Paul did his best to avoid objections, so the gospel would get a fair hearing. He set aside his personal preferences for the sake of the gospel. He was seeking peace, and the price he paid was a little discomfort for himself. He explained his strategy to the Corinthian Christians as an example of how he did not demand his “rights” as an apostle, in order to serve other people (verses 15-19).
Not always possible
Paul’s approach may have been a good evangelistic strategy, but it would not be a good pastoral policy. A pastor cannot seek peace at any price, cannot forever make accommodations to people who are weak in the faith. At some point, a pastor must model freedom in Christ, not laws that are no longer valid. When the congregation becomes a mixture of both Jews and Gentiles, the pastor cannot behave like them both—a decision must be made.
Paul describes one such situation
in his letter to the Galatians. In Antioch, Peter was eating with the Gentiles,
but when some people from the Jerusalem church came to visit, Peter withdrew and
began to eat only with the Jews (Galatians 2:12). Paul rebuked him, because he
was “not acting in line with the truth of the gospel” (verse 14).

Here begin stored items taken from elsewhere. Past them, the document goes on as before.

//! Record <-> row mapping for every cached entity.
//!
//! Nested fields (lists, attribute blocks, mindmap nodes, connections) are
//! stored as JSON text. Searchable list records also get a derived
//! `content` column with one item per line.

mod boards;
mod ledger;

use crate::db::schema::{self, TableDef};
use crate::markdown::SectionCodec;
use crate::model::note::{Note, NoteMode};
use crate::model::records::{
    C4Component, Company, Customer, Goal, Idea, Milestone, Mindmap, Position, Retrospective,
    Size, StickyNote,
};
use crate::model::task::{Task, TaskAttributes};
use rusqlite::types::Value;
use rusqlite::Row;
use serde::de::DeserializeOwned;
use serde::Serialize;
use std::collections::HashMap;

/// Entity that can be mirrored into its store table.
pub trait CachedEntity: SectionCodec {
    fn table() -> &'static TableDef;

    /// Column values in `table().columns` order.
    fn to_row(&self) -> Vec<Value>;

    fn from_row(row: &Row<'_>) -> rusqlite::Result<Self>;

    /// Rows for `items`; tree entities emit parents before children.
    fn flatten(items: &[Self]) -> Vec<Vec<Value>> {
        items.iter().map(Self::to_row).collect()
    }

    /// Rebuilds records from rows read in insertion order.
    fn assemble(rows: Vec<Self>) -> Vec<Self> {
        rows
    }
}

fn text(value: &str) -> Value {
    Value::Text(value.to_string())
}

fn opt_text(value: &Option<String>) -> Value {
    value.clone().map(Value::Text).unwrap_or(Value::Null)
}

fn json<T: Serialize>(value: &T) -> Value {
    serde_json::to_string(value)
        .map(Value::Text)
        .unwrap_or(Value::Null)
}

fn from_json<T: DeserializeOwned + Default>(row: &Row<'_>, column: &str) -> rusqlite::Result<T> {
    let raw: Option<String> = row.get(column)?;
    Ok(raw
        .and_then(|raw| serde_json::from_str(&raw).ok())
        .unwrap_or_default())
}

/// Searchable text of a set of lists, one item per line.
fn joined<'a>(lists: impl IntoIterator<Item = &'a Vec<String>>) -> Value {
    let lines: Vec<&str> = lists
        .into_iter()
        .flatten()
        .map(String::as_str)
        .collect();
    Value::Text(lines.join("\n"))
}

fn string_or_default(row: &Row<'_>, column: &str) -> rusqlite::Result<String> {
    Ok(row.get::<_, Option<String>>(column)?.unwrap_or_default())
}

impl CachedEntity for Task {
    fn table() -> &'static TableDef {
        &schema::TASKS
    }

    fn to_row(&self) -> Vec<Value> {
        let attrs = &self.attributes;
        vec![
            text(&self.id),
            text(&self.title),
            Value::Integer(i64::from(self.completed)),
            text(&self.section),
            text(&self.description.join("\n")),
            json(&attrs.tag),
            opt_text(&attrs.due_date),
            opt_text(&attrs.assignee),
            attrs.priority.map(Value::Integer).unwrap_or(Value::Null),
            attrs.effort.map(Value::Integer).unwrap_or(Value::Null),
            opt_text(&attrs.milestone),
            json(&attrs.blocked_by),
            opt_text(&attrs.planned_start),
            opt_text(&attrs.planned_end),
            opt_text(&self.parent_id),
            json(attrs),
        ]
    }

    fn from_row(row: &Row<'_>) -> rusqlite::Result<Self> {
        let description = string_or_default(row, "description")?;
        let attributes: TaskAttributes = from_json(row, "config")?;
        Ok(Task {
            id: row.get("id")?,
            title: row.get("title")?,
            completed: row.get::<_, i64>("completed")? != 0,
            section: row.get("section")?,
            attributes,
            description: if description.is_empty() {
                Vec::new()
            } else {
                description.lines().map(str::to_string).collect()
            },
            children: Vec::new(),
            parent_id: row.get("parent_id")?,
        })
    }

    fn flatten(items: &[Self]) -> Vec<Vec<Value>> {
        let mut rows = Vec::new();
        Task::walk(items, &mut |task| rows.push(task.to_row()));
        rows
    }

    /// Builds the task forest from rows in rowid order.
    ///
    /// A parent may have a higher rowid than its children after an upsert
    /// re-parents a row. Rows caught in a parent cycle become roots.
    fn assemble(rows: Vec<Self>) -> Vec<Self> {
        let order: HashMap<String, usize> = rows
            .iter()
            .enumerate()
            .map(|(idx, task)| (task.id.clone(), idx))
            .collect();
        let mut pending: HashMap<String, Vec<Task>> = HashMap::new();
        let mut roots = Vec::new();
        for task in rows {
            let parent = task
                .parent_id
                .clone()
                .filter(|parent| *parent != task.id && order.contains_key(parent));
            match parent {
                Some(parent) => pending.entry(parent).or_default().push(task),
                None => roots.push(task),
            }
        }
        for root in &mut roots {
            attach_children(root, &mut pending);
        }
        while let Some(mut orphan) = take_earliest(&mut pending, &order) {
            log::warn!(
                "event=cache_assemble module=cache status=orphan table=tasks id={}",
                orphan.id
            );
            orphan.parent_id = None;
            attach_children(&mut orphan, &mut pending);
            roots.push(orphan);
        }
        roots.sort_by_key(|task| order.get(&task.id).copied().unwrap_or(usize::MAX));
        roots
    }
}

fn attach_children(task: &mut Task, pending: &mut HashMap<String, Vec<Task>>) {
    if let Some(mut children) = pending.remove(&task.id) {
        for child in &mut children {
            attach_children(child, pending);
        }
        task.children = children;
    }
}

/// Removes the pending task with the lowest rowid.
fn take_earliest(
    pending: &mut HashMap<String, Vec<Task>>,
    order: &HashMap<String, usize>,
) -> Option<Task> {
    let (parent, pos) = pending
        .iter()
        .flat_map(|(parent, tasks)| {
            tasks.iter().enumerate().map(move |(pos, task)| {
                let rank = order.get(&task.id).copied().unwrap_or(usize::MAX);
                (rank, parent, pos)
            })
        })
        .min_by_key(|(rank, _, _)| *rank)
        .map(|(_, parent, pos)| (parent.clone(), pos))?;
    let tasks = pending.get_mut(&parent)?;
    let task = tasks.remove(pos);
    if tasks.is_empty() {
        pending.remove(&parent);
    }
    Some(task)
}

impl CachedEntity for Note {
    fn table() -> &'static TableDef {
        &schema::NOTES
    }

    fn to_row(&self) -> Vec<Value> {
        vec![
            text(&self.id),
            text(&self.title),
            text(&self.content),
            Value::Integer(i64::from(self.revision)),
            text(&self.created_at),
            text(&self.updated_at),
            text(self.mode.as_str()),
            json(&self.paragraphs),
            json(&self.custom_sections),
        ]
    }

    fn from_row(row: &Row<'_>) -> rusqlite::Result<Self> {
        Ok(Note {
            id: row.get("id")?,
            title: row.get("title")?,
            content: string_or_default(row, "content")?,
            revision: row.get("revision")?,
            created_at: string_or_default(row, "created_at")?,
            updated_at: string_or_default(row, "updated_at")?,
            mode: NoteMode::parse(&string_or_default(row, "mode")?),
            paragraphs: from_json(row, "paragraphs")?,
            custom_sections: from_json(row, "custom_sections")?,
        })
    }
}

impl CachedEntity for Goal {
    fn table() -> &'static TableDef {
        &schema::GOALS
    }

    fn to_row(&self) -> Vec<Value> {
        vec![
            text(&self.id),
            text(&self.title),
            text(&self.description),
            text(&self.goal_type),
            opt_text(&self.kpi),
            opt_text(&self.start_date),
            opt_text(&self.end_date),
            text(&self.status),
        ]
    }

    fn from_row(row: &Row<'_>) -> rusqlite::Result<Self> {
        Ok(Goal {
            id: row.get("id")?,
            title: row.get("title")?,
            description: string_or_default(row, "description")?,
            goal_type: string_or_default(row, "type")?,
            kpi: row.get("kpi")?,
            start_date: row.get("start_date")?,
            end_date: row.get("end_date")?,
            status: string_or_default(row, "status")?,
        })
    }
}

impl CachedEntity for Milestone {
    fn table() -> &'static TableDef {
        &schema::MILESTONES
    }

    fn to_row(&self) -> Vec<Value> {
        vec![
            text(&self.id),
            text(&self.name),
            opt_text(&self.target),
            text(&self.status),
            text(&self.description),
        ]
    }

    fn from_row(row: &Row<'_>) -> rusqlite::Result<Self> {
        Ok(Milestone {
            id: row.get("id")?,
            name: row.get("name")?,
            target: row.get("target")?,
            status: string_or_default(row, "status")?,
            description: string_or_default(row, "description")?,
        })
    }
}

impl CachedEntity for Idea {
    fn table() -> &'static TableDef {
        &schema::IDEAS
    }

    fn to_row(&self) -> Vec<Value> {
        vec![
            text(&self.id),
            text(&self.title),
            text(&self.status),
            opt_text(&self.category),
            opt_text(&self.created),
            json(&self.links),
            text(&self.description),
        ]
    }

    fn from_row(row: &Row<'_>) -> rusqlite::Result<Self> {
        Ok(Idea {
            id: row.get("id")?,
            title: row.get("title")?,
            status: string_or_default(row, "status")?,
            category: row.get("category")?,
            created: row.get("created")?,
            links: from_json(row, "links")?,
            description: string_or_default(row, "description")?,
        })
    }
}

impl CachedEntity for Retrospective {
    fn table() -> &'static TableDef {
        &schema::RETROSPECTIVES
    }

    fn to_row(&self) -> Vec<Value> {
        vec![
            text(&self.id),
            text(&self.title),
            opt_text(&self.date),
            text(&self.status),
            json(&self.continue_items),
            json(&self.stop_items),
            json(&self.start_items),
            joined([&self.continue_items, &self.stop_items, &self.start_items]),
        ]
    }

    fn from_row(row: &Row<'_>) -> rusqlite::Result<Self> {
        Ok(Retrospective {
            id: row.get("id")?,
            title: row.get("title")?,
            date: row.get("date")?,
            status: string_or_default(row, "status")?,
            continue_items: from_json(row, "continue_items")?,
            stop_items: from_json(row, "stop_items")?,
            start_items: from_json(row, "start_items")?,
        })
    }
}

impl CachedEntity for StickyNote {
    fn table() -> &'static TableDef {
        &schema::STICKY_NOTES
    }

    fn to_row(&self) -> Vec<Value> {
        let (width, height) = match self.size {
            Some(size) => (Value::Integer(size.width), Value::Integer(size.height)),
            None => (Value::Null, Value::Null),
        };
        vec![
            text(&self.id),
            text(&self.content),
            text(&self.color),
            Value::Integer(self.position.x),
            Value::Integer(self.position.y),
            width,
            height,
        ]
    }

    fn from_row(row: &Row<'_>) -> rusqlite::Result<Self> {
        let width: Option<i64> = row.get("width")?;
        let height: Option<i64> = row.get("height")?;
        Ok(StickyNote {
            id: row.get("id")?,
            content: string_or_default(row, "content")?,
            color: string_or_default(row, "color")?,
            position: Position {
                x: row.get::<_, Option<i64>>("position_x")?.unwrap_or(0),
                y: row.get::<_, Option<i64>>("position_y")?.unwrap_or(0),
            },
            size: width.zip(height).map(|(width, height)| Size { width, height }),
        })
    }
}

impl CachedEntity for Mindmap {
    fn table() -> &'static TableDef {
        &schema::MINDMAPS
    }

    fn to_row(&self) -> Vec<Value> {
        vec![text(&self.id), text(&self.title), json(&self.nodes)]
    }

    fn from_row(row: &Row<'_>) -> rusqlite::Result<Self> {
        Ok(Mindmap {
            id: row.get("id")?,
            title: row.get("title")?,
            nodes: from_json(row, "nodes")?,
        })
    }
}

impl CachedEntity for C4Component {
    fn table() -> &'static TableDef {
        &schema::C4_COMPONENTS
    }

    fn to_row(&self) -> Vec<Value> {
        vec![
            text(&self.id),
            text(&self.name),
            text(&self.level),
            text(&self.component_type),
            opt_text(&self.technology),
            text(&self.description),
            Value::Integer(self.position.x),
            Value::Integer(self.position.y),
            json(&self.connections),
            json(&self.children),
            opt_text(&self.parent),
        ]
    }

    fn from_row(row: &Row<'_>) -> rusqlite::Result<Self> {
        Ok(C4Component {
            id: row.get("id")?,
            name: row.get("name")?,
            level: string_or_default(row, "level")?,
            component_type: string_or_default(row, "type")?,
            technology: row.get("technology")?,
            description: string_or_default(row, "description")?,
            position: Position {
                x: row.get::<_, Option<i64>>("position_x")?.unwrap_or(0),
                y: row.get::<_, Option<i64>>("position_y")?.unwrap_or(0),
            },
            connections: from_json(row, "connections")?,
            children: from_json(row, "children")?,
            parent: row.get("parent")?,
        })
    }
}

impl CachedEntity for Customer {
    fn table() -> &'static TableDef {
        &schema::CUSTOMERS
    }

    fn to_row(&self) -> Vec<Value> {
        vec![
            text(&self.id),
            text(&self.name),
            opt_text(&self.email),
            opt_text(&self.phone),
            opt_text(&self.address),
            text(&self.notes),
        ]
    }

    fn from_row(row: &Row<'_>) -> rusqlite::Result<Self> {
        Ok(Customer {
            id: row.get("id")?,
            name: row.get("name")?,
            email: row.get("email")?,
            phone: row.get("phone")?,
            address: row.get("address")?,
            notes: string_or_default(row, "notes")?,
        })
    }
}

impl CachedEntity for Company {
    fn table() -> &'static TableDef {
        &schema::COMPANIES
    }

    fn to_row(&self) -> Vec<Value> {
        vec![
            text(&self.id),
            text(&self.name),
            opt_text(&self.industry),
            opt_text(&self.website),
            opt_text(&self.phone),
            opt_text(&self.address),
            opt_text(&self.created),
            text(&self.notes),
        ]
    }

    fn from_row(row: &Row<'_>) -> rusqlite::Result<Self> {
        Ok(Company {
            id: row.get("id")?,
            name: row.get("name")?,
            industry: row.get("industry")?,
            website: row.get("website")?,
            phone: row.get("phone")?,
            address: row.get("address")?,
            created: row.get("created")?,
            notes: string_or_default(row, "notes")?,
        })
    }
}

Some people might say, Peter was just trying to do what Paul did—to act like a Jew when with Jews. But the situation was not quite that simple, because Peter was also with Gentiles. He was not only with people under the law, he was also with people who were not under the law of Moses. In such a situation, what does the law of Christ say? What does the gospel say?
The problem with Peter’s behavior is that it sent the wrong signals. It implied that Jewish Christians and Gentile Christians should live by different laws. It implied that the Jewish customs were really more proper. It implied that the Antioch Gentiles were not really as important to Peter as the Judeans were. And perhaps Peter was trying to hide the fact that he had been living “like a Gentile and not like a Jew” (verse 14). The gospel says that it was wrong for Peter to change his behavior back to being Jewish.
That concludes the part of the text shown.